=== Given records ===
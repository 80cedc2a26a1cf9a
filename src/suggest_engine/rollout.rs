//! Deterministic hash-based v1 rollout.
//!
//! `SUGGEST_POLICY_VERSION=auto` splits traffic between v0 and v1 by hashing
//! `hand_id`, not by flipping a coin — the same hand always rolls the same
//! way, and the empirical rate converges to the configured percentage.

use sha1::{Digest, Sha1};

/// SHA-1 of `hand_id`; take the first 8 hex characters as an unsigned
/// integer, mod 100, compare `< pct`. Deterministic and stable across
/// processes (no RNG, no clock).
pub fn stable_roll(hand_id: &str, pct: u32) -> bool {
    let mut hasher = Sha1::new();
    hasher.update(hand_id.as_bytes());
    let digest = hasher.finalize();
    let hex = format!("{:02x}{:02x}{:02x}{:02x}", digest[0], digest[1], digest[2], digest[3]);
    let n = u32::from_str_radix(&hex, 16).unwrap_or(0);
    (n % 100) < pct.min(100)
}

#[cfg(test)]
mod tests {
    use super::*;

    #[test]
    fn deterministic_for_same_hand_id() {
        for pct in [0u32, 20, 50, 100] {
            let a = stable_roll("hand-123", pct);
            let b = stable_roll("hand-123", pct);
            assert_eq!(a, b);
        }
    }

    #[test]
    fn zero_percent_never_rolls_to_v1() {
        for i in 0..500 {
            assert!(!stable_roll(&format!("hand-{i}"), 0));
        }
    }

    #[test]
    fn hundred_percent_always_rolls_to_v1() {
        for i in 0..500 {
            assert!(stable_roll(&format!("hand-{i}"), 100));
        }
    }

    #[test]
    fn rollout_rate_at_20_percent_is_within_band() {
        let hits = (0..10_000).filter(|i| stable_roll(&format!("hand-{i}"), 20)).count();
        let rate = hits as f64 / 10_000.0;
        assert!((0.17..=0.23).contains(&rate), "rate {rate} outside [0.17, 0.23]");
    }
}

=== Your objective ===
Show every line in the records above that contains the word "hasher".

=== Result for this task ===
    let mut hasher = Sha1::new();
    hasher.update(hand_id.as_bytes());
    let digest = hasher.finalize();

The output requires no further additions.